Commençons par la nouvelle qui déçoit tout le monde : la poussière posée sur votre lentille frontale n'apparaît pas sur vos photos. Elle se situe très loin du plan de netteté, à des milliers de fois la distance qui la rendrait visible. Ce qu'elle fait, en revanche, c'est diffuser un peu de lumière, ce qui se traduit par une baisse de contraste et des halos en contre-jour.

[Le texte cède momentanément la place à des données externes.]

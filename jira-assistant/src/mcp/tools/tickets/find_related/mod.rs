//! Related ticket search tool for MCP operations

use crate::mcp::responses::create_outcome_response;
use crate::mcp::tool_registry::{BaseToolImpl, McpTool, ToolContext};
use crate::mcp::types::FindRelatedTicketsRequest;
use crate::mcp::utils::{generate_tool_schema, require_non_empty};
use async_trait::async_trait;
use rmcp::model::CallToolResult;
use rmcp::Error as McpError;

/// Tool for finding tickets related to a ticket
#[derive(Default)]
pub struct FindRelatedTicketsTool;

impl FindRelatedTicketsTool {
    /// Creates a new instance of the FindRelatedTicketsTool
    pub fn new() -> Self {
        Self
    }
}

#[async_trait]
impl McpTool for FindRelatedTicketsTool {
    fn name(&self) -> &'static str {
        "find_related_tickets"
    }

    fn description(&self) -> &'static str {
        include_str!("description.md")
    }

    fn schema(&self) -> serde_json::Value {
        generate_tool_schema::<FindRelatedTicketsRequest>()
    }

    async fn execute(
        &self,
        arguments: serde_json::Map<String, serde_json::Value>,
        context: &ToolContext,
    ) -> std::result::Result<CallToolResult, McpError> {
        let request: FindRelatedTicketsRequest = BaseToolImpl::parse_arguments(arguments)?;
        require_non_empty(&request.ticket_key, "ticket_key")?;

        let outcome = context
            .dispatcher
            .find_related_tickets(&request.ticket_key)
            .await;
        Ok(create_outcome_response(&outcome))
    }
}
//! Execution harness for the external automation scripts
//!
//! Every call into the scripts directory goes through a [`ScriptRunner`] and
//! comes back as an [`ExecutionResult`]. Nothing here returns `Err`: missing
//! scripts, timeouts and spawn failures are all reported as unsuccessful
//! results so the dispatcher can hand them to the client unchanged.

use crate::config::Config;
use async_trait::async_trait;
use serde::{Deserialize, Serialize};
use std::fmt;
use std::io;
use std::path::{Component, Path, PathBuf};
use std::process::{Output, Stdio};
use std::time::Duration;
use tokio::io::AsyncWriteExt;
use tokio::process::Command;
use tokio::time::timeout;

/// Uniform outcome of one script invocation.
///
/// `success` is true exactly when the script ran to completion with exit
/// code 0; in that case `error` is absent.
#[derive(Debug, Clone, Default, PartialEq, Eq, Serialize, Deserialize)]
pub struct ExecutionResult {
    /// Whether the script exited with status 0
    pub success: bool,
    /// Captured standard output
    #[serde(default, skip_serializing_if = "Option::is_none")]
    pub output: Option<String>,
    /// Captured standard error, or a description of why the script could not run
    #[serde(default, skip_serializing_if = "Option::is_none")]
    pub error: Option<String>,
    /// Process exit code when the script ran and exited normally
    #[serde(default, skip_serializing_if = "Option::is_none")]
    pub exit_code: Option<i32>,
}

impl ExecutionResult {
    /// A failure that never reached (or never finished) the child process
    pub fn failure(error: impl Into<String>) -> Self {
        Self {
            success: false,
            output: None,
            error: Some(error.into()),
            exit_code: None,
        }
    }

    /// A successful run with the given standard output
    pub fn succeeded(output: impl Into<String>) -> Self {
        Self {
            success: true,
            output: Some(output.into()),
            error: None,
            exit_code: Some(0),
        }
    }

    /// Build a result from a finished child process
    pub fn from_output(output: Output) -> Self {
        let stdout = String::from_utf8_lossy(&output.stdout).into_owned();
        if output.status.success() {
            return Self::succeeded(stdout);
        }

        Self {
            success: false,
            output: Some(stdout),
            error: Some(String::from_utf8_lossy(&output.stderr).into_owned()),
            exit_code: output.status.code(),
        }
    }

    /// Captured standard output, empty when none was captured
    pub fn output_text(&self) -> &str {
        self.output.as_deref().unwrap_or_default()
    }
}

/// The automation scripts this crate knows how to drive
#[derive(Debug, Clone, Copy, PartialEq, Eq, Hash)]
pub enum Script {
    /// Grooms a ticket with AI-generated content
    Groom,
    /// Creates a new ticket
    Create,
    /// Closes a ticket
    Close,
    /// Lists tickets related to a ticket
    FindRelated,
    /// Fetches a Confluence page into a local spec file
    ConfluenceToSpec,
    /// Syncs a ticket to a Confluence page
    ConfluenceToJira,
    /// Prints the description template path appropriate for a ticket
    DescriptionTemplate,
}

impl Script {
    /// File name inside the scripts directory
    pub const fn file_name(self) -> &'static str {
        match self {
            Script::Groom => "jira-groom.sh",
            Script::Create => "jira-create.sh",
            Script::Close => "jira-close.sh",
            Script::FindRelated => "find-related-tickets.sh",
            Script::ConfluenceToSpec => "confluence-to-spec.sh",
            Script::ConfluenceToJira => "confluence-to-jira.sh",
            Script::DescriptionTemplate => "get-description-template.sh",
        }
    }
}

impl fmt::Display for Script {
    fn fmt(&self, f: &mut fmt::Formatter<'_>) -> fmt::Result {
        f.write_str(self.file_name())
    }
}

/// Runs a named program with arguments and optional standard input
#[async_trait]
pub trait ScriptRunner: Send + Sync {
    /// Run `program` and report the outcome; never panics or returns early
    /// with an error.
    async fn run(&self, program: &str, args: &[String], input: Option<&str>) -> ExecutionResult;
}

/// [`ScriptRunner`] that spawns scripts from a fixed directory with a
/// wall-clock bound.
#[derive(Debug, Clone)]
pub struct ScriptExecutor {
    scripts_dir: PathBuf,
    working_dir: PathBuf,
    timeout: Duration,
}

impl ScriptExecutor {
    /// Create an executor for the given directories and timeout
    pub fn new(
        scripts_dir: impl Into<PathBuf>,
        working_dir: impl Into<PathBuf>,
        timeout: Duration,
    ) -> Self {
        Self {
            scripts_dir: scripts_dir.into(),
            working_dir: working_dir.into(),
            timeout,
        }
    }

    /// Create an executor from the resolved configuration
    pub fn from_config(config: &Config) -> Self {
        Self::new(
            &config.scripts_dir,
            &config.project_dir,
            config.script_timeout,
        )
    }

    /// The wall-clock bound applied to each invocation
    pub fn timeout(&self) -> Duration {
        self.timeout
    }

    /// Resolve a program name to a script file. Names with directory
    /// components are never resolved.
    fn resolve(&self, program: &str) -> Option<PathBuf> {
        let mut components = Path::new(program).components();
        match (components.next(), components.next()) {
            (Some(Component::Normal(_)), None) => {}
            _ => return None,
        }

        let path = self.scripts_dir.join(program);
        path.is_file().then_some(path)
    }

    async fn spawn_and_wait(mut command: Command, input: Option<&str>) -> io::Result<Output> {
        let mut child = command.spawn()?;
        let stdin = child.stdin.take();

        let feed = async move {
            if let (Some(mut stdin), Some(input)) = (stdin, input) {
                stdin.write_all(input.as_bytes()).await?;
                stdin.shutdown().await?;
            }
            Ok::<(), io::Error>(())
        };

        let ((), output) = tokio::try_join!(feed, child.wait_with_output())?;
        Ok(output)
    }
}

#[async_trait]
impl ScriptRunner for ScriptExecutor {
    async fn run(&self, program: &str, args: &[String], input: Option<&str>) -> ExecutionResult {
        let Some(script_path) = self.resolve(program) else {
            tracing::warn!("Script not found: {}", program);
            return ExecutionResult::failure(format!("Script not found: {program}"));
        };

        tracing::debug!("Running {} with args {:?}", program, args);

        let mut command = Command::new(&script_path);
        command
            .args(args)
            .current_dir(&self.working_dir)
            .stdin(if input.is_some() {
                Stdio::piped()
            } else {
                Stdio::null()
            })
            .stdout(Stdio::piped())
            .stderr(Stdio::piped())
            .kill_on_drop(true);

        let result = match timeout(self.timeout, Self::spawn_and_wait(command, input)).await {
            Ok(Ok(output)) => ExecutionResult::from_output(output),
            Ok(Err(e)) => ExecutionResult::failure(format!("Script execution failed: {e}")),
            Err(_) => ExecutionResult::failure(format!(
                "Script execution timed out ({})",
                format_duration(self.timeout)
            )),
        };

        if result.success {
            tracing::debug!("{} completed successfully", program);
        } else {
            tracing::warn!(
                "{} failed (exit code {:?}): {}",
                program,
                result.exit_code,
                result.error.as_deref().unwrap_or_default().trim()
            );
        }

        result
    }
}

fn format_duration(duration: Duration) -> String {
    if duration.subsec_nanos() == 0 {
        format!("{}s", duration.as_secs())
    } else {
        format!("{:.1}s", duration.as_secs_f64())
    }
}

#[cfg(test)]
mod tests {
    use super::*;
    use std::time::Instant;
    use tempfile::TempDir;

    #[cfg(unix)]
    fn write_script(dir: &Path, name: &str, body: &str) {
        use std::os::unix::fs::PermissionsExt;

        let path = dir.join(name);
        std::fs::write(&path, format!("#!/bin/sh\n{body}\n")).unwrap();
        std::fs::set_permissions(&path, std::fs::Permissions::from_mode(0o755)).unwrap();
    }

    fn executor(scripts: &TempDir, timeout: Duration) -> ScriptExecutor {
        ScriptExecutor::new(scripts.path(), scripts.path(), timeout)
    }

    fn args(values: &[&str]) -> Vec<String> {
        values.iter().map(|s| s.to_string()).collect()
    }

    #[tokio::test]
    async fn test_missing_script_is_reported_not_raised() {
        let scripts = TempDir::new().unwrap();
        let result = executor(&scripts, Duration::from_secs(5))
            .run("jira-groom.sh", &args(&["RVV-1"]), None)
            .await;

        assert!(!result.success);
        assert_eq!(result.error.as_deref(), Some("Script not found: jira-groom.sh"));
        assert_eq!(result.exit_code, None);
        assert_eq!(result.output, None);
    }

    #[cfg(unix)]
    #[tokio::test]
    async fn test_program_names_cannot_escape_scripts_dir() {
        let root = TempDir::new().unwrap();
        let scripts = root.path().join("scripts");
        std::fs::create_dir(&scripts).unwrap();
        write_script(root.path(), "outside.sh", "echo escaped");

        let executor = ScriptExecutor::new(&scripts, root.path(), Duration::from_secs(5));
        let result = executor.run("../outside.sh", &[], None).await;

        assert!(!result.success);
        assert!(result.error.unwrap().contains("not found"));
    }

    #[cfg(unix)]
    #[tokio::test]
    async fn test_success_captures_stdout_and_runs_in_working_dir() {
        let scripts = TempDir::new().unwrap();
        write_script(scripts.path(), "echo-args.sh", r#"echo "$@"; pwd"#);

        let result = executor(&scripts, Duration::from_secs(5))
            .run("echo-args.sh", &args(&["RVV-7", "--comment", "done"]), None)
            .await;

        assert!(result.success);
        assert_eq!(result.exit_code, Some(0));
        assert_eq!(result.error, None);
        let output = result.output_text();
        assert!(output.starts_with("RVV-7 --comment done\n"));
        let cwd = std::fs::canonicalize(scripts.path()).unwrap();
        assert!(output.contains(cwd.to_str().unwrap()));
    }

    #[cfg(unix)]
    #[tokio::test]
    async fn test_nonzero_exit_reports_stderr_and_code() {
        let scripts = TempDir::new().unwrap();
        write_script(
            scripts.path(),
            "fail.sh",
            "echo partial; echo 'ticket does not exist' >&2; exit 3",
        );

        let result = executor(&scripts, Duration::from_secs(5))
            .run("fail.sh", &[], None)
            .await;

        assert!(!result.success);
        assert_eq!(result.exit_code, Some(3));
        assert_eq!(result.output.as_deref(), Some("partial\n"));
        assert_eq!(result.error.as_deref(), Some("ticket does not exist\n"));
    }

    #[cfg(unix)]
    #[tokio::test]
    async fn test_input_is_fed_on_stdin() {
        let scripts = TempDir::new().unwrap();
        write_script(scripts.path(), "cat.sh", "cat");

        let input = "line one\n\"quoted\" <b>&</b>\n";
        let result = executor(&scripts, Duration::from_secs(5))
            .run("cat.sh", &[], Some(input))
            .await;

        assert!(result.success);
        assert_eq!(result.output_text(), input);
    }

    #[cfg(unix)]
    #[tokio::test]
    async fn test_stdin_is_closed_without_input() {
        let scripts = TempDir::new().unwrap();
        write_script(scripts.path(), "cat.sh", "cat");

        let result = executor(&scripts, Duration::from_secs(5))
            .run("cat.sh", &[], None)
            .await;

        assert!(result.success);
        assert_eq!(result.output_text(), "");
    }

    #[cfg(unix)]
    #[tokio::test]
    async fn test_timeout_returns_promptly() {
        let scripts = TempDir::new().unwrap();
        write_script(scripts.path(), "hang.sh", "sleep 30");

        let started = Instant::now();
        let result = executor(&scripts, Duration::from_millis(300))
            .run("hang.sh", &[], None)
            .await;

        assert!(started.elapsed() < Duration::from_secs(10));
        assert!(!result.success);
        assert_eq!(
            result.error.as_deref(),
            Some("Script execution timed out (0.3s)")
        );
    }

    #[cfg(unix)]
    #[tokio::test]
    async fn test_unexecutable_script_is_an_execution_failure() {
        use std::os::unix::fs::PermissionsExt;

        let scripts = TempDir::new().unwrap();
        let path = scripts.path().join("no-exec.sh");
        std::fs::write(&path, "#!/bin/sh\necho hi\n").unwrap();
        std::fs::set_permissions(&path, std::fs::Permissions::from_mode(0o644)).unwrap();

        let result = executor(&scripts, Duration::from_secs(5))
            .run("no-exec.sh", &[], None)
            .await;

        assert!(!result.success);
        assert!(result
            .error
            .unwrap()
            .starts_with("Script execution failed: "));
    }

    #[test]
    fn test_timeout_message_uses_whole_seconds() {
        assert_eq!(format_duration(Duration::from_secs(60)), "60s");
        assert_eq!(format_duration(Duration::from_millis(1500)), "1.5s");
    }

    #[test]
    fn test_serialization_omits_absent_fields() {
        let json = serde_json::to_value(ExecutionResult::failure("Script not found: x")).unwrap();
        assert_eq!(
            json,
            serde_json::json!({"success": false, "error": "Script not found: x"})
        );

        let json = serde_json::to_value(ExecutionResult::succeeded("ok")).unwrap();
        assert_eq!(
            json,
            serde_json::json!({"success": true, "output": "ok", "exit_code": 0})
        );
    }

    #[test]
    fn test_script_file_names() {
        assert_eq!(Script::Groom.to_string(), "jira-groom.sh");
        assert_eq!(
            Script::DescriptionTemplate.file_name(),
            "get-description-template.sh"
        );
    }
}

Autrement dit : nettoyez quand c'est nécessaire, pas par principe. Chaque passage de chiffon use un peu le traitement antireflet, et la somme de mille nettoyages inutiles abîme davantage une optique qu'une année de poussière.
Faut-il vraiment nettoyer ?
- Quelques poussières sèches : un coup de poire soufflante, rien de plus.
- Une trace de doigt : là oui, il faut intervenir. Le gras attire la poussière, et les acides de la peau finissent par marquer le traitement s'ils restent des mois.
- Des gouttes d'eau salée : intervention immédiate et impérative. Le sel est bien plus agressif que tout le reste.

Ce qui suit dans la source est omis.